[Dataset entries]
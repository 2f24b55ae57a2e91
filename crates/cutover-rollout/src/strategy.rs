//! Built-in canary policies and the catalogue that resolves config names.

use std::collections::BTreeMap;

use cutover_core::DeploymentConfig;
use cutover_core::config::BUILTIN_CONFIG_NAMES;

use crate::error::{ShiftError, ShiftResult};

/// The built-in configs, in the order of [`BUILTIN_CONFIG_NAMES`].
pub fn builtin_configs() -> Vec<DeploymentConfig> {
    let [h48, m2, m5, all] = BUILTIN_CONFIG_NAMES;
    vec![
        DeploymentConfig::new(h48, 50, 48 * 60),
        DeploymentConfig::new(m2, 50, 2),
        DeploymentConfig::new(m5, 10, 5),
        DeploymentConfig::new(all, 100, 0),
    ]
}

/// Named configs available to deployment groups.
///
/// Custom configs shadow built-ins of the same name.
#[derive(Debug, Clone)]
pub struct ConfigCatalog {
    configs: BTreeMap<String, DeploymentConfig>,
}

impl ConfigCatalog {
    pub fn new(custom: &[DeploymentConfig]) -> ShiftResult<Self> {
        let mut configs: BTreeMap<String, DeploymentConfig> = builtin_configs()
            .into_iter()
            .map(|c| (c.name.clone(), c))
            .collect();
        for cfg in custom {
            cfg.validate()?;
            configs.insert(cfg.name.clone(), cfg.clone());
        }
        Ok(Self { configs })
    }

    pub fn resolve(&self, name: &str) -> ShiftResult<DeploymentConfig> {
        self.configs
            .get(name)
            .cloned()
            .ok_or_else(|| ShiftError::UnknownConfig(name.to_string()))
    }

    pub fn names(&self) -> Vec<&str> {
        self.configs.keys().map(String::as_str).collect()
    }
}

impl Default for ConfigCatalog {
    fn default() -> Self {
        Self {
            configs: builtin_configs()
                .into_iter()
                .map(|c| (c.name.clone(), c))
                .collect(),
        }
    }
}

#### Exercise description:
Write out the lines above exactly, but only from the one containing "impl Default for" through the last one.

#### Completed task:
impl Default for ConfigCatalog {
    fn default() -> Self {
        Self {
            configs: builtin_configs()
                .into_iter()
                .map(|c| (c.name.clone(), c))
                .collect(),
        }
    }
}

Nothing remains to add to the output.